Ein vermutlich seltener Fall elsässischer Soldaten an der Westfront:
François Lotz berichtet, dass sein Bataillon im Juli 1943, kurz vor einem Einsatz an der Ostfront, nach Italien umgeleitet wurde und dass immer nur zwei Elsässer pro Gruppe eingeteilt sein durften, dies aber nicht eingehalten wurde und es so für ihn und seine Kameraden ein Leichtes war, in Sizilien überzulaufen. Er hatte versteckte französische Papiere bei sich und wurde relativ schnell in die französischen Streitkräfte integriert. Um die Familie zuhause zu schützen, wurde in der Korrespondenz eine Kriegsgefangenschaft vorgetäuscht.
Er war auch froh, dass er auf deutscher Seite nur als Vermisster und nicht als Deserteur gemeldet wurde, was nach seiner Vermutung dem Umstand geschuldet war, dass eben die Vorschriften bezüglich Elsässer nicht eingehalten wurden.
LOTZ François - Fédération des Sociétés d'Histoire et d'Archéologie d'Alsace
 
Gegen Ende des Krieges gab sich Blickensdörfer als Elsässer aus, um dadurch der sowjetischen Kriegsgefangenschaft zu entgehen.

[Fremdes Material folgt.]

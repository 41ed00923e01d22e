//! Error vocabulary of the redirection service itself.

/// Result of a service entry point. The error is the raw code the service
/// returned, which may lie outside [`ApiErrorType`] for newer revisions.
pub type ApiResult<T> = Result<T, i32>;

/// Error codes a service entry point returns.
#[derive(Debug, Clone, Copy, PartialEq, Eq, Hash)]
#[repr(i32)]
pub enum ApiErrorType {
    None = 0,
    InvalidArg = -1,
    NoMemory = -2,
    UnknownFsLayerType = -3,
    LayerNotFound = -4,
}

impl ApiErrorType {
    pub const ALL: [ApiErrorType; 5] = [
        ApiErrorType::None,
        ApiErrorType::InvalidArg,
        ApiErrorType::NoMemory,
        ApiErrorType::UnknownFsLayerType,
        ApiErrorType::LayerNotFound,
    ];

    pub fn code(self) -> i32 {
        self as i32
    }

    pub fn from_code(code: i32) -> Option<Self> {
        Self::ALL.into_iter().find(|e| e.code() == code)
    }
}
//! Layer kinds: the generalized composition kinds and the legacy
//! volume-specific kinds that map onto them.

use serde::{Deserialize, Serialize};
use std::fmt;
use thiserror::Error;

/// A layer kind value the service does not recognize.
#[derive(Error, Debug, Clone, Copy, PartialEq, Eq)]
#[error("Unknown layer type: {0}")]
pub struct UnknownLayerType(pub u32);

/// One of the logical volumes that can be redirected.
#[derive(Debug, Clone, Copy, PartialEq, Eq, Hash, Serialize, Deserialize)]
#[serde(rename_all = "kebab-case")]
pub enum Volume {
    Content,
    Save,
    AddOnContent,
}

impl Volume {
    pub fn root(self) -> &'static str {
        match self {
            Volume::Content => "/vol/content",
            Volume::Save => "/vol/save",
            Volume::AddOnContent => "/vol/aoc",
        }
    }
}

/// How a layer composes with everything below it.
#[derive(Debug, Clone, Copy, PartialEq, Eq, Hash, Serialize, Deserialize)]
#[serde(rename_all = "kebab-case")]
pub enum LayerKind {
    /// The replacement directory is authoritative for the whole target tree.
    ReplaceDirectory,
    /// The replacement directory overlays the target tree; missing entries
    /// fall through and deletion markers hide lower entries.
    MergeDirectory,
    /// The replacement file is authoritative for exactly the target path.
    ReplaceFile,
}

impl LayerKind {
    pub fn is_replace(self) -> bool {
        matches!(self, LayerKind::ReplaceDirectory | LayerKind::ReplaceFile)
    }
}

impl fmt::Display for LayerKind {
    fn fmt(&self, f: &mut fmt::Formatter<'_>) -> fmt::Result {
        match self {
            LayerKind::ReplaceDirectory => write!(f, "replace-directory"),
            LayerKind::MergeDirectory => write!(f, "merge-directory"),
            LayerKind::ReplaceFile => write!(f, "replace-file"),
        }
    }
}

/// Legacy layer kinds with an implicit target, as accepted by `CRAddFSLayer`.
#[derive(Debug, Clone, Copy, PartialEq, Eq, Hash, Serialize, Deserialize)]
#[serde(rename_all = "kebab-case")]
#[repr(u32)]
pub enum FsLayerType {
    /// Replaces `/vol/content`; original files are ignored.
    ContentReplace = 0,
    /// Merges into `/vol/content`, which stays the fallback.
    ContentMerge = 1,
    /// Replaces `/vol/save`.
    SaveReplace = 2,
    /// Replaces the save directory of the current user only.
    SaveReplaceForCurrentUser = 3,
    /// Replaces the add-on-content volume.
    AocReplace = 4,
    /// Merges into the add-on-content volume.
    AocMerge = 5,
}

impl FsLayerType {
    pub const ALL: [FsLayerType; 6] = [
        FsLayerType::ContentReplace,
        FsLayerType::ContentMerge,
        FsLayerType::SaveReplace,
        FsLayerType::SaveReplaceForCurrentUser,
        FsLayerType::AocReplace,
        FsLayerType::AocMerge,
    ];

    pub fn raw(self) -> u32 {
        self as u32
    }

    pub fn kind(self) -> LayerKind {
        match self {
            FsLayerType::ContentMerge | FsLayerType::AocMerge => LayerKind::MergeDirectory,
            _ => LayerKind::ReplaceDirectory,
        }
    }

    pub fn volume(self) -> Volume {
        match self {
            FsLayerType::ContentReplace | FsLayerType::ContentMerge => Volume::Content,
            FsLayerType::SaveReplace | FsLayerType::SaveReplaceForCurrentUser => Volume::Save,
            FsLayerType::AocReplace | FsLayerType::AocMerge => Volume::AddOnContent,
        }
    }

    /// Logical path this kind intercepts.
    ///
    /// Returns `None` for the per-user save kind when no user is known.
    pub fn target_root(self, current_user: Option<u32>) -> Option<String> {
        match self {
            FsLayerType::SaveReplaceForCurrentUser => {
                current_user.map(|user| format!("{}/{:08x}", Volume::Save.root(), user))
            }
            other => Some(other.volume().root().to_string()),
        }
    }
}

impl TryFrom<u32> for FsLayerType {
    type Error = UnknownLayerType;

    fn try_from(raw: u32) -> Result<Self, Self::Error> {
        FsLayerType::ALL.into_iter().find(|t| t.raw() == raw).ok_or(UnknownLayerType(raw))
    }
}

/// Generalized layer kinds with an explicit target, as accepted by
/// `CRAddFSLayerEx`.
#[derive(Debug, Clone, Copy, PartialEq, Eq, Hash, Serialize, Deserialize)]
#[serde(rename_all = "kebab-case")]
#[repr(u32)]
pub enum FsLayerTypeEx {
    ReplaceDirectory = 0,
    MergeDirectory = 1,
    ReplaceFile = 2,
}

impl FsLayerTypeEx {
    pub fn raw(self) -> u32 {
        self as u32
    }

    pub fn kind(self) -> LayerKind {
        match self {
            FsLayerTypeEx::ReplaceDirectory => LayerKind::ReplaceDirectory,
            FsLayerTypeEx::MergeDirectory => LayerKind::MergeDirectory,
            FsLayerTypeEx::ReplaceFile => LayerKind::ReplaceFile,
        }
    }
}

impl TryFrom<u32> for FsLayerTypeEx {
    type Error = UnknownLayerType;

    fn try_from(raw: u32) -> Result<Self, Self::Error> {
        match raw {
            0 => Ok(FsLayerTypeEx::ReplaceDirectory),
            1 => Ok(FsLayerTypeEx::MergeDirectory),
            2 => Ok(FsLayerTypeEx::ReplaceFile),
            other => Err(UnknownLayerType(other)),
        }
    }
}
use std::collections::HashMap;
use std::sync::Arc;

use crate::interface::{ModuleLoader, RedirectionModule};

/// Loader over modules registered in the current process.
#[derive(Default, Clone)]
pub struct InProcessLoader {
    modules: HashMap<String, Arc<dyn RedirectionModule>>,
}

impl InProcessLoader {
    pub fn new() -> Self {
        Self::default()
    }

    /// Register `module` under `name`, replacing any previous one.
    pub fn register(&mut self, name: impl Into<String>, module: Arc<dyn RedirectionModule>) {
        self.modules.insert(name.into(), module);
    }

    pub fn unregister(&mut self, name: &str) -> Option<Arc<dyn RedirectionModule>> {
        self.modules.remove(name)
    }

    pub fn with_module(mut self, name: impl Into<String>, module: Arc<dyn RedirectionModule>) -> Self {
        self.register(name, module);
        self
    }
}

impl ModuleLoader for InProcessLoader {
    fn acquire(&self, name: &str) -> Option<Arc<dyn RedirectionModule>> {
        self.modules.get(name).cloned()
    }
}

#[cfg(test)]
mod tests {
    use super::*;
    use crate::interface::MockRedirectionModule;

    #[test]
    fn test_acquire_registered() {
        let loader = InProcessLoader::new().with_module("svc", Arc::new(MockRedirectionModule::new()));
        assert!(loader.acquire("svc").is_some());
        assert!(loader.acquire("other").is_none());
    }

    #[test]
    fn test_unregister() {
        let mut loader = InProcessLoader::new();
        loader.register("svc", Arc::new(MockRedirectionModule::new()));
        assert!(loader.unregister("svc").is_some());
        assert!(loader.acquire("svc").is_none());
    }
}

Zumindest die Miniserie startet lt. Inhaltsangaben unmittelbar nach Kriegsende. Der Erzähler will sich als Wehrmachtsangehöriger wohl im östlicheren Deutschland einer möglichen drohenden sowjetischen Kriegsgefangenschaft entziehen, nutzt seine sehr guten Französisch-Kenntnisse, die Baskenmütze und weitere Tricks, um als Franzose (der sich Franzosen gegenüber dann als Elsässer zu erkennen gibt) nach Frankreich repatriiert zu werden.
Das Erzähler-Ich reist also also auf dem Franzosen-Ticket gen Frankreich.
 
Zumindest die Miniserie startet lt. Inhaltsangaben unmittelbar nach Kriegsende. Der Erzähler will sich als Wehrmachtsangehöriger wohl im östlicheren Deutschland einer möglichen drohenden sowjetischen Kriegsgefangenschaft entziehen, nutzt seine sehr guten Französisch-Kenntnisse, die Baskenmütze und weitere Tricks, um als Franzose (der sich Franzosen gegenüber dann als Elsässer zu erkennen gibt) nach Frankreich repatriiert zu werden.
Das Erzähler-Ich reist also also auf dem Franzosen-Ticket gen Frankreich.

So ist es, und nur so macht das ganze einen Sinn.
Blickensdörfer gab sich als Franzose aus. Er beherrschte die französische Sprache so gut, dass er sich einigermaßen glaubwürdig diese Identität geben konnte, er hatte aber einen leichten Akzent, den manche geübten Muttersprachler erkannten. Wenn er darauf angesprochen wurde, gab Blickensdörfer sich als Elsässer aus.

Nur so ist auch der Vorwurf der Spionage nachvollziehbar, der dazu führte, dass Blickensdörfer auf seiner Odyssee auch Gelegenheit bekam, 6 oder 8 Monate französische Gefängnisse zu besichtigen. Als mutmaßlicher Spion und "Boche" war er Repressalien von einigen Mitgefangenen ausgesetzt, erlebte aber auch beeindruckende Solidarität.